Am Sonntag steigt in Polen die Richtungswahl um die Präsidentschaft, die jene Rumäniens vom 18. Mai noch überragt. Polen ist, trotz Zeiten- und Entwicklungsbremse, durch die PIS („Recht und Gerechtigkeit“) des (alternden, steif konservativen) Jaroslaw Kacynski ausgelöst, stark EU- und NATO-integriert. 2023 kappte der überzeugte Europäer Donald Tusk den PIS-Sonderweg mit seinem Mitte-Links-Bündnis. Der 53-jährige Präsident Andrzej Duda („Dlugopis“ – Kugelschreiber) übte aber als PIS-Wächter Veto-Recht aus und bremste Tusk. Der konnte so an den zahlreichen Zurück-ins-Mittelalter-Gesetzen der PIS-Vorgängerregierung kaum rütteln.
Polen, als größtes und militärisch stärkstes EU-Grenzland zur Ukraine, zudem durch viele Marksteine aus älterer und jüngerer Geschichte kollektiv-mental streng antirussisch eingestellt, hat – weit mehr als Rumänien – ein extrem angespanntes Verhältnis zu (vor allem Putin-)Russland. In dieser, womöglich nur in dieser Hinsicht ist das Mitte-Links-Bündnis von Tusk sich mit den Rechtskonservativen des Kacynski einig. Die beiden Lager bestehen schon seit 20 Jahren (in Polen spricht man von einem „Duopol“) und die Präsidentschaftskandidaten, die sie ins Rennen schicken, führen eine Art Stellvertreterkrieg: Tusk gegen Kacynski.

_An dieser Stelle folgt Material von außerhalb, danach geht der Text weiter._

//! The arithmetic (civil) Islamic calendar: a 30-year cycle with 11 leap years, alternating
//! months of 30 and 29 days and a leap day at the end of the twelfth month.

use num_integer::Integer;

use super::{Calendar, CalendarKind, CalendarPolicy};
use crate::math::Modulo;

/// Days between the Gregorian epoch and the Islamic one. 1 Muharram 1 is 0622-07-16 Julian.
pub const GREGORIAN_DIFF: i64 = 227_015;

pub fn is_leap_year(year: i64) -> bool {
    (14 + 11 * year).modulo(30) < 11
}

pub fn month_length(month: u32, year: i64) -> u32 {
    match month {
        12 if is_leap_year(year) => 30,
        1..=12 if month % 2 == 1 => 30,
        1..=12 => 29,
        _ => 0,
    }
}

pub fn fixed_from_islamic(year: i64, month: u32, day: u32) -> i64 {
    let month = month as i64;
    GREGORIAN_DIFF - 1
        + (year - 1) * 354
        + (3 + 11 * year).div_floor(&30)
        + 29 * (month - 1)
        + month.div_floor(&2)
        + day as i64
}

pub fn islamic_from_fixed(fixed: i64) -> (i64, u32, u32) {
    let year = (30 * (fixed - GREGORIAN_DIFF) + 10646).div_floor(&10631);
    let prior_days = fixed - fixed_from_islamic(year, 1, 1);
    let month = (11 * prior_days + 330).div_floor(&325) as u32;
    let day = (fixed - fixed_from_islamic(year, month, 1) + 1) as u32;
    (year, month, day)
}

#[derive(Copy, Clone, Debug, Default, PartialEq, Eq)]
pub struct Islamic;

impl CalendarPolicy for Islamic {
    fn kind(&self) -> CalendarKind {
        CalendarKind::Islamic
    }

    fn num_months(&self, _year: i64) -> u32 {
        12
    }

    fn month_length(&self, month: u32, year: i64) -> u32 {
        month_length(month, year)
    }

    fn is_leap_year(&self, year: i64) -> bool {
        is_leap_year(year)
    }

    fn days_in_year(&self, year: i64) -> u32 {
        if is_leap_year(year) {
            355
        } else {
            354
        }
    }
}

impl Calendar for Islamic {
    const EPOCH: f64 = 1_948_439.5;

    fn fixed_from_date(&self, year: i64, month: u32, day: u32) -> i64 {
        fixed_from_islamic(year, month, day)
    }

    fn date_from_fixed(&self, fixed: i64) -> (i64, u32, u32) {
        islamic_from_fixed(fixed)
    }
}

#[cfg(test)]
mod tests {
    use super::*;
    use crate::calendar::gregorian::{fixed_from_gregorian, gregorian_from_fixed};
    use crate::calendar::julian::julian_from_fixed;
    use crate::rata_die::GREGORIAN_EPOCH;
    use proptest::prelude::*;

    #[test]
    fn test_epoch() {
        assert_eq!(fixed_from_islamic(1, 1, 1), GREGORIAN_DIFF);
        assert_eq!(julian_from_fixed(GREGORIAN_DIFF), (622, 7, 16));
        assert_eq!(gregorian_from_fixed(GREGORIAN_DIFF), (622, 7, 19));
        assert_eq!(Islamic::EPOCH - GREGORIAN_EPOCH, GREGORIAN_DIFF as f64);
    }

    #[test]
    fn test_conversions() {
        assert_eq!(gregorian_from_fixed(fixed_from_islamic(1445, 1, 1)), (2023, 7, 19));
        assert_eq!(gregorian_from_fixed(fixed_from_islamic(1446, 1, 1)), (2024, 7, 8));
        assert_eq!(gregorian_from_fixed(fixed_from_islamic(1445, 9, 1)), (2024, 3, 11));
        assert_eq!(islamic_from_fixed(fixed_from_gregorian(2024, 1, 1)), (1445, 6, 19));
    }

    #[test]
    fn test_month_length() {
        assert_eq!(month_length(1, 1445), 30);
        assert_eq!(month_length(2, 1445), 29);
        assert!(is_leap_year(1445));
        assert_eq!(month_length(12, 1445), 30);
        assert!(!is_leap_year(1446));
        assert_eq!(month_length(12, 1446), 29);
        assert_eq!(month_length(13, 1446), 0);
        // 11 leap years in every 30.
        assert_eq!((1..=30).filter(|&y| is_leap_year(y)).count(), 11);
    }

    proptest! {
        #[test]
        fn round_trip(fixed in -1_000_000i64..1_500_000) {
            let (year, month, day) = islamic_from_fixed(fixed);
            prop_assert!(day >= 1 && day <= month_length(month, year));
            prop_assert_eq!(fixed_from_islamic(year, month, day), fixed);
        }

        #[test]
        fn leap_years_have_355_days(year in -3000i64..3000) {
            let length = fixed_from_islamic(year + 1, 1, 1) - fixed_from_islamic(year, 1, 1);
            prop_assert_eq!(length == 355, is_leap_year(year));
            prop_assert_eq!(length as u32, Islamic.days_in_year(year));
        }
    }
}
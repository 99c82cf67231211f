//! Shared application state injected into every handler.
//!
//! The store and loader are owned here and passed through axum state — no
//! process-wide singletons.

use std::sync::Arc;

use slot_engine::ScheduleStore;

use crate::loader::ScheduleLoader;

#[derive(Clone)]
pub struct AppState {
    pub store: Arc<ScheduleStore>,
    pub loader: Arc<ScheduleLoader>,
}

impl AppState {
    pub fn new(store: Arc<ScheduleStore>, loader: ScheduleLoader) -> Self {
        Self {
            store,
            loader: Arc::new(loader),
        }
    }
}
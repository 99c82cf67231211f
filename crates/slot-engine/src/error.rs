//! Error types for schedule queries.
//!
//! An unknown date is never an error — queries on it return empty results,
//! `false`, or `None`. Errors are reserved for malformed input: a backwards
//! interval, an unparseable time or date string, a non-positive duration.

use chrono::NaiveTime;
use thiserror::Error;

#[derive(Error, Debug, Clone, PartialEq, Eq)]
pub enum EngineError {
    #[error("invalid interval: start {start} is not before end {end}")]
    InvalidInterval { start: NaiveTime, end: NaiveTime },

    #[error("invalid time of day: {0:?} (expected HH:MM)")]
    InvalidTime(String),

    #[error("invalid calendar date: {0:?} (expected YYYY-MM-DD)")]
    InvalidDate(String),

    #[error("invalid duration: {0} minutes (must be positive)")]
    InvalidDuration(i64),
}

pub type Result<T> = std::result::Result<T, EngineError>;
//! # slot-engine
//!
//! Interval computation engine for daily busy/free schedule queries.
//!
//! A schedule is a set of calendar dates, each with working-hours bounds and
//! a list of busy intervals. The engine answers four questions over an
//! immutable [`Snapshot`] of that schedule: the busy intervals of a date,
//! the free (complement) intervals of a date, whether a requested interval
//! is available, and the earliest placement of a given duration across all
//! known dates.
//!
//! All intervals are half-open `[start, end)`, so adjacent intervals share a
//! boundary without overlapping.
//!
//! ## Quick start
//!
//! ```rust
//! use slot_engine::{parse_date, parse_time, BusySlot, DayWindow, Interval, ScheduleStore};
//!
//! let date = parse_date("2025-02-15").unwrap();
//! let day = DayWindow::new(date, parse_time("09:00").unwrap(), parse_time("21:00").unwrap()).unwrap();
//! let busy = BusySlot {
//!     date,
//!     interval: Interval::new(parse_time("09:00").unwrap(), parse_time("12:00").unwrap()).unwrap(),
//! };
//!
//! let store = ScheduleStore::new();
//! store.replace(vec![day], vec![busy]);
//!
//! let snapshot = store.snapshot();
//! let free = slot_engine::free_slots(&snapshot, date);
//! assert_eq!(free.len(), 1);
//! assert_eq!(free[0].start(), parse_time("12:00").unwrap());
//! ```
//!
//! ## Modules
//!
//! - [`interval`] — half-open [`Interval`] and the `HH:MM` / `YYYY-MM-DD` boundary parsers
//! - [`store`] — [`ScheduleStore`] with atomic snapshot replacement
//! - [`freebusy`] — busy listing and free-slot derivation for one date
//! - [`availability`] — interval availability check and earliest-fit search
//! - [`error`] — error types

pub mod availability;
pub mod error;
pub mod freebusy;
pub mod interval;
pub mod store;

pub use availability::{find_slot, is_available, SlotPlacement};
pub use error::{EngineError, Result};
pub use freebusy::{busy_slots, free_slots};
pub use interval::{format_time, parse_date, parse_time, Interval};
pub use store::{BusySlot, DayWindow, ScheduleStore, Snapshot};
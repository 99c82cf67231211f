//! Half-open time intervals within a single day.
//!
//! Time-of-day values cross the API boundary as `HH:MM` strings and are
//! parsed here exactly once into [`chrono::NaiveTime`]; everything past this
//! module compares plain values, never strings.

use chrono::{NaiveDate, NaiveTime};

use crate::error::{EngineError, Result};

const TIME_FORMAT: &str = "%H:%M";
const DATE_FORMAT: &str = "%Y-%m-%d";

/// Parse a `HH:MM` (24-hour, zero-padded) time-of-day string.
pub fn parse_time(s: &str) -> Result<NaiveTime> {
    NaiveTime::parse_from_str(s, TIME_FORMAT).map_err(|_| EngineError::InvalidTime(s.to_string()))
}

/// Parse a `YYYY-MM-DD` calendar date string.
pub fn parse_date(s: &str) -> Result<NaiveDate> {
    NaiveDate::parse_from_str(s, DATE_FORMAT).map_err(|_| EngineError::InvalidDate(s.to_string()))
}

/// Format a time-of-day back into the `HH:MM` wire form.
pub fn format_time(t: NaiveTime) -> String {
    t.format(TIME_FORMAT).to_string()
}

/// A half-open time range `[start, end)` within one calendar day.
///
/// `start < end` always holds; construction with a zero-length or backwards
/// range is rejected. The derived ordering is by start, ties broken by end.
#[derive(Debug, Clone, Copy, PartialEq, Eq, PartialOrd, Ord)]
pub struct Interval {
    start: NaiveTime,
    end: NaiveTime,
}

impl Interval {
    /// Create an interval, rejecting `start >= end`.
    pub fn new(start: NaiveTime, end: NaiveTime) -> Result<Self> {
        if start >= end {
            return Err(EngineError::InvalidInterval { start, end });
        }
        Ok(Self { start, end })
    }

    /// Internal constructor for intervals already known to be well-formed.
    pub(crate) fn from_parts(start: NaiveTime, end: NaiveTime) -> Self {
        debug_assert!(start < end);
        Self { start, end }
    }

    pub fn start(&self) -> NaiveTime {
        self.start
    }

    pub fn end(&self) -> NaiveTime {
        self.end
    }

    /// Length of the interval in whole minutes.
    pub fn duration_minutes(&self) -> i64 {
        (self.end - self.start).num_minutes()
    }

    /// Half-open overlap test: `[a, b)` and `[c, d)` overlap iff
    /// `a < d && c < b`. Intervals that merely touch do not overlap.
    pub fn overlaps(&self, other: &Interval) -> bool {
        self.start < other.end && other.start < self.end
    }

    /// Whether `other` lies entirely within this interval.
    pub fn contains(&self, other: &Interval) -> bool {
        self.start <= other.start && other.end <= self.end
    }
}
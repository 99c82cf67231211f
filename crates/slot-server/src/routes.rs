//! HTTP route layer: translates query parameters into engine calls and
//! serializes results back into the `HH:MM` / `YYYY-MM-DD` wire forms.
//!
//! Unknown dates are successful-but-empty responses; malformed parameters
//! are 400s; an upstream refresh failure is a 502 and leaves the previous
//! snapshot serving.

use axum::extract::{Query, State};
use axum::http::StatusCode;
use axum::response::{IntoResponse, Response};
use axum::routing::{get, post};
use axum::{Json, Router};
use serde::{Deserialize, Serialize};
use tower_http::cors::{Any, CorsLayer};
use tower_http::trace::TraceLayer;

use slot_engine::{self as engine, format_time, parse_date, parse_time, EngineError, Interval};

use crate::state::AppState;

/// Build the application router with all routes and middleware.
pub fn router(state: AppState) -> Router {
    let cors = CorsLayer::new()
        .allow_origin(Any)
        .allow_methods(Any)
        .allow_headers(Any);

    Router::new()
        .route("/health", get(health))
        .route("/busy_slots", get(busy_slots))
        .route("/free_slots", get(free_slots))
        .route("/is_available", get(is_available))
        .route("/find_slot", get(find_slot))
        .route("/update", post(update))
        .layer(TraceLayer::new_for_http())
        .layer(cors)
        .with_state(state)
}

// ── Error mapping ───────────────────────────────────────────────────────────

#[derive(Serialize)]
struct ErrorBody {
    error: String,
}

/// Handler-level errors with their HTTP status class.
#[derive(Debug)]
pub enum ApiError {
    /// Malformed query parameters.
    BadRequest(String),
    /// A well-formed request with nothing to return.
    NotFound(String),
    /// The upstream schedule source failed during a refresh.
    Upstream(String),
}

impl IntoResponse for ApiError {
    fn into_response(self) -> Response {
        let (status, message) = match self {
            ApiError::BadRequest(msg) => (StatusCode::BAD_REQUEST, msg),
            ApiError::NotFound(msg) => (StatusCode::NOT_FOUND, msg),
            ApiError::Upstream(msg) => (StatusCode::BAD_GATEWAY, msg),
        };
        (status, Json(ErrorBody { error: message })).into_response()
    }
}

impl From<EngineError> for ApiError {
    fn from(err: EngineError) -> Self {
        ApiError::BadRequest(err.to_string())
    }
}

// ── Handlers ────────────────────────────────────────────────────────────────

#[derive(Deserialize)]
struct DateQuery {
    date: String,
}

#[derive(Deserialize)]
struct AvailabilityQuery {
    date: String,
    start: String,
    end: String,
}

#[derive(Deserialize)]
struct FindSlotQuery {
    duration_minutes: i64,
}

#[derive(Serialize)]
struct AvailabilityResponse {
    available: bool,
}

#[derive(Serialize)]
struct PlacementResponse {
    date: String,
    start: String,
    end: String,
}

#[derive(Serialize)]
struct UpdateResponse {
    status: &'static str,
}

fn to_pairs(slots: &[Interval]) -> Vec<(String, String)> {
    slots
        .iter()
        .map(|slot| (format_time(slot.start()), format_time(slot.end())))
        .collect()
}

async fn health() -> Json<serde_json::Value> {
    Json(serde_json::json!({ "status": "ok" }))
}

/// GET /busy_slots?date=YYYY-MM-DD
async fn busy_slots(
    State(state): State<AppState>,
    Query(query): Query<DateQuery>,
) -> Result<Json<Vec<(String, String)>>, ApiError> {
    let date = parse_date(&query.date)?;
    let snapshot = state.store.snapshot();
    Ok(Json(to_pairs(&engine::busy_slots(&snapshot, date))))
}

/// GET /free_slots?date=YYYY-MM-DD
async fn free_slots(
    State(state): State<AppState>,
    Query(query): Query<DateQuery>,
) -> Result<Json<Vec<(String, String)>>, ApiError> {
    let date = parse_date(&query.date)?;
    let snapshot = state.store.snapshot();
    Ok(Json(to_pairs(&engine::free_slots(&snapshot, date))))
}

/// GET /is_available?date=YYYY-MM-DD&start=HH:MM&end=HH:MM
async fn is_available(
    State(state): State<AppState>,
    Query(query): Query<AvailabilityQuery>,
) -> Result<Json<AvailabilityResponse>, ApiError> {
    let date = parse_date(&query.date)?;
    let start = parse_time(&query.start)?;
    let end = parse_time(&query.end)?;
    let snapshot = state.store.snapshot();
    Ok(Json(AvailabilityResponse {
        available: engine::is_available(&snapshot, date, start, end),
    }))
}

/// GET /find_slot?duration_minutes=N
async fn find_slot(
    State(state): State<AppState>,
    Query(query): Query<FindSlotQuery>,
) -> Result<Json<PlacementResponse>, ApiError> {
    let snapshot = state.store.snapshot();
    match engine::find_slot(&snapshot, query.duration_minutes)? {
        Some(placement) => Ok(Json(PlacementResponse {
            date: placement.date.to_string(),
            start: format_time(placement.start),
            end: format_time(placement.end),
        })),
        None => Err(ApiError::NotFound(format!(
            "no free slot of {} minutes on any known date",
            query.duration_minutes
        ))),
    }
}

/// POST /update — re-fetch the upstream schedule and atomically replace the
/// snapshot. On failure the previous snapshot stays live.
async fn update(State(state): State<AppState>) -> Result<Json<UpdateResponse>, ApiError> {
    match state.loader.fetch().await {
        Ok((days, busy)) => {
            let (day_count, busy_count) = (days.len(), busy.len());
            state.store.replace(days, busy);
            tracing::info!(days = day_count, busy = busy_count, "schedule replaced");
            Ok(Json(UpdateResponse { status: "updated" }))
        }
        Err(err) => {
            tracing::warn!(error = %err, "refresh failed, keeping previous schedule");
            Err(ApiError::Upstream(err.to_string()))
        }
    }
}
//! `slot-server` binary — loads the upstream day/timeslot schedule and
//! serves availability queries over HTTP.
//!
//! ## Usage
//!
//! ```sh
//! # Point at the upstream schedule document and serve on the default port
//! slot-server --url https://example.test/schedule/
//!
//! # Everything can also come from the environment
//! SCHEDULE_URL=https://example.test/schedule/ PORT=9090 slot-server
//!
//! # Boot without touching the network; POST /update populates the schedule
//! slot-server --url https://example.test/schedule/ --skip-initial-load
//! ```

use std::net::SocketAddr;
use std::sync::Arc;
use std::time::Duration;

use anyhow::Context;
use clap::Parser;
use slot_engine::ScheduleStore;
use tracing_subscriber::EnvFilter;

use slot_server::loader::ScheduleLoader;
use slot_server::routes;
use slot_server::state::AppState;

#[derive(Parser)]
#[command(
    name = "slot-server",
    version,
    about = "Availability query service over a daily busy/free schedule"
)]
struct Cli {
    /// Upstream endpoint serving the day/timeslot JSON document
    #[arg(long, env = "SCHEDULE_URL")]
    url: String,

    /// Bind host
    #[arg(long, env = "HOST", default_value = "0.0.0.0")]
    host: String,

    /// Bind port
    #[arg(long, env = "PORT", default_value_t = 8080)]
    port: u16,

    /// Upstream request timeout in seconds
    #[arg(long, default_value_t = 10)]
    request_timeout: u64,

    /// Start with an empty schedule instead of fetching on boot
    #[arg(long)]
    skip_initial_load: bool,
}

#[tokio::main]
async fn main() -> anyhow::Result<()> {
    let cli = Cli::parse();

    tracing_subscriber::fmt()
        .with_env_filter(
            EnvFilter::try_from_default_env().unwrap_or_else(|_| EnvFilter::new("info")),
        )
        .init();

    let client = reqwest::Client::builder()
        .timeout(Duration::from_secs(cli.request_timeout))
        .build()
        .context("failed to build the upstream HTTP client")?;
    let loader = ScheduleLoader::new(client, cli.url);
    let store = Arc::new(ScheduleStore::new());

    if cli.skip_initial_load {
        tracing::info!("starting with an empty schedule; POST /update to load");
    } else {
        let (days, busy) = loader
            .fetch()
            .await
            .context("initial schedule load failed")?;
        tracing::info!(
            days = days.len(),
            busy = busy.len(),
            url = loader.url(),
            "initial schedule loaded"
        );
        store.replace(days, busy);
    }

    let app = routes::router(AppState::new(store, loader));

    let addr: SocketAddr = format!("{}:{}", cli.host, cli.port)
        .parse()
        .context("invalid bind address")?;
    tracing::info!("listening on http://{}", addr);

    let listener = tokio::net::TcpListener::bind(addr).await?;
    axum::serve(listener, app).await?;

    Ok(())
}
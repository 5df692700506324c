use std::sync::{Arc, Mutex};
use std::time::Instant;
use sysinfo::{Pid, RefreshKind, System};

#[derive(Debug, Clone)]
pub struct StageStats {
    pub memory_usage_mb: u64,
    pub peak_memory_mb: u64,
    pub elapsed_secs: f64,
}

/// Process-level resource monitor for long identification runs.
pub struct SystemMonitor {
    system: Arc<Mutex<System>>,
    pid: Pid,
    start_time: Instant,
    peak_memory: Arc<Mutex<u64>>,
    enabled: bool,
}

impl SystemMonitor {
    pub fn new(enabled: bool) -> Self {
        let mut system = System::new_with_specifics(RefreshKind::everything());
        system.refresh_all();

        let pid = sysinfo::get_current_pid().unwrap_or(Pid::from_u32(0));

        Self {
            system: Arc::new(Mutex::new(system)),
            pid,
            start_time: Instant::now(),
            peak_memory: Arc::new(Mutex::new(0)),
            enabled,
        }
    }

    pub fn stats(&self) -> Option<StageStats> {
        if !self.enabled {
            return None;
        }

        let mut system = self.system.lock().ok()?;
        system.refresh_all();

        let process = system.process(self.pid)?;
        let memory_mb = process.memory() / 1024 / 1024;

        let peak = {
            let mut peak = self.peak_memory.lock().ok()?;
            if memory_mb > *peak {
                *peak = memory_mb;
            }
            *peak
        };

        Some(StageStats {
            memory_usage_mb: memory_mb,
            peak_memory_mb: peak,
            elapsed_secs: self.start_time.elapsed().as_secs_f64(),
        })
    }

    /// Log a snapshot tagged with the pipeline stage that just finished.
    pub fn log_stage(&self, stage: &str) {
        if let Some(stats) = self.stats() {
            tracing::info!(
                "stage '{}' done: {:.1}s elapsed, {} MB resident (peak {} MB)",
                stage,
                stats.elapsed_secs,
                stats.memory_usage_mb,
                stats.peak_memory_mb
            );
        }
    }
}
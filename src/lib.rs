pub mod config;
pub mod core;
pub mod domain;
pub mod utils;

#[cfg(feature = "cli")]
pub use crate::config::CliConfig;
pub use crate::config::IdentConfig;

pub use crate::core::fnsi::{Fnsi, KnlSummary, NlCoeff};
pub use crate::core::lti::ConversionMethod;
pub use crate::core::modal::{modal_properties, stabilization, Mode, StabilizationDiagram};
pub use crate::core::optimize::OptimizeOptions;
pub use crate::core::subspace::{subspace, BdMethod, SubspaceOptions, SubspaceResult};
pub use crate::core::workflow::{IdentReport, IdentWorkflow};
pub use crate::domain::model::{NonlinearStateSpace, StateSpace};
pub use crate::domain::nonlin::{NonlinearBank, NonlinearElement, Polynomial, TanhDryFriction};
pub use crate::domain::signal::Signal;
pub use crate::utils::error::{Result, VibError};
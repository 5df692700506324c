use tracing_subscriber::{layer::SubscriberExt, util::SubscriberInitExt, EnvFilter};

pub fn init_cli_logger(verbose: bool) {
    let filter = if verbose {
        EnvFilter::try_from_default_env().unwrap_or_else(|_| EnvFilter::new("vibrs=debug,info"))
    } else {
        EnvFilter::try_from_default_env().unwrap_or_else(|_| EnvFilter::new("vibrs=info"))
    };

    tracing_subscriber::registry()
        .with(filter)
        .with(
            tracing_subscriber::fmt::layer()
                .with_target(false)
                .with_thread_ids(false)
                .with_file(false)
                .with_line_number(false)
                .compact(),
        )
        .init();
}

/// JSON output for batch runs where the log is post-processed.
pub fn init_json_logger() {
    let filter =
        EnvFilter::try_from_default_env().unwrap_or_else(|_| EnvFilter::new("vibrs=info"));

    tracing_subscriber::registry()
        .with(filter)
        .with(
            tracing_subscriber::fmt::layer()
                .with_target(false)
                .with_thread_ids(false)
                .with_file(false)
                .with_line_number(false)
                .json(),
        )
        .init();
}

Wie wichtig der Ausgang diesen Wahlkriegs für Europa ist, ist klar, geht es doch grundsätzlich um die Gewichtung von Fort- oder Rückschrittsorientierung in der EU, jenseits jeder Brüsseler Plapperei. Auch deswegen muss die zweite Auslandsreise von Friedrich Merz, die nach Polen ging, in ihrer vollen Symbolkraft auch als Wink gewürdigt werden – so kompliziert das deutsch-polnische Verhältnis nun mal sein mag. Aber mit dem Tusk-Flügel kann man jederzeit (wenigstens) reden.
Die beiden Kandidaten vom Sonntag, die Sieger der Stichwahl von vor knapp zwei Wochen, machen für Europäer eine Wahl eigentlich unschwer, so unterschiedlich sind sie. Der Bürgermeister von Warschau, der promovierte Sozialwissenschaftler Trzaskowski vom linken Flügel der Tusk-Partei, der fünf Fremdsprachen spricht, liberal und entschieden pro-europäisch ist, ließ in Warschau die Kruzifixe in den Amtsstuben abhängen, als eindeutiges Zeichen der Trennung von Staat und (der in Polen mächtigen römisch-katholischen) Kirche. Bei öffentlichen LGBT-Manifestationen marschiert er mit Selbstverständlichkeit mit.
Sein aus Danzig kommender Gegenkandidat Karol Nawrocki (die beiden trennte vor der Stichwahl bloß ein Prozentpunkt), ein in der großen Politik unerfahrener Historiker (! – auch der Rumänische Pro-Faschist und Präsidentschaftskandidat Simion hat „Geschichte studiert“), ein ziemlich guter Redner, soll der PIS als Zugpferd zurück an die Macht dienen.
Kommentatoren fragen sich aber, ob der PIS-Parteipatriarch Kacynski eine gute Hand hatte bei dieser Personenwahl. Immerhin geht es um eine Schlüsselposition, von wo aus die Tusk-Politik fast vollumfänglich ausgebremst werden kann – und Polen auf Rückwärtsgang eingestellt werden soll, Richtung Politik der PIS-Jahre 2015-2023.
Da kommen schlechte Erinnerungen hoch: an Polens Dauerstreit mit der EU, an das gründlich zerrüttete Verhältnis zu Berlin nach der Billionen-Reparationsforderung Polens an Deutschland für im Zweiten Weltkrieg Angerichtetes.
Der Ex-Amateurboxer und Club-Türsteher (mit angeblich noch bestehenden Kontakten zum Rotlicht-Milieu), Orbán-Fan und Nutznießer einer Audienz beim globalen Oberdealer Donald (Fotos von Kaiser Donald I. und Nawrocki mit Daumen hoch…), der den Pro-Faschisten George Simion zu Wahlkampfveranstaltungen lud, hat eine dubiose Vergangenheit (u.a. Bürgschaften, Rentnertäuschung), die polnische Medien enthüllten und PIS-Wähler vergrämten. Recht und Gerechtigkeit scheinen ihm nicht unbedingt Lebensmaximen zu sein.
Ein Sonderlob fürs Solidaritätszeichen N. D. Dans betreffs Trzaskowski!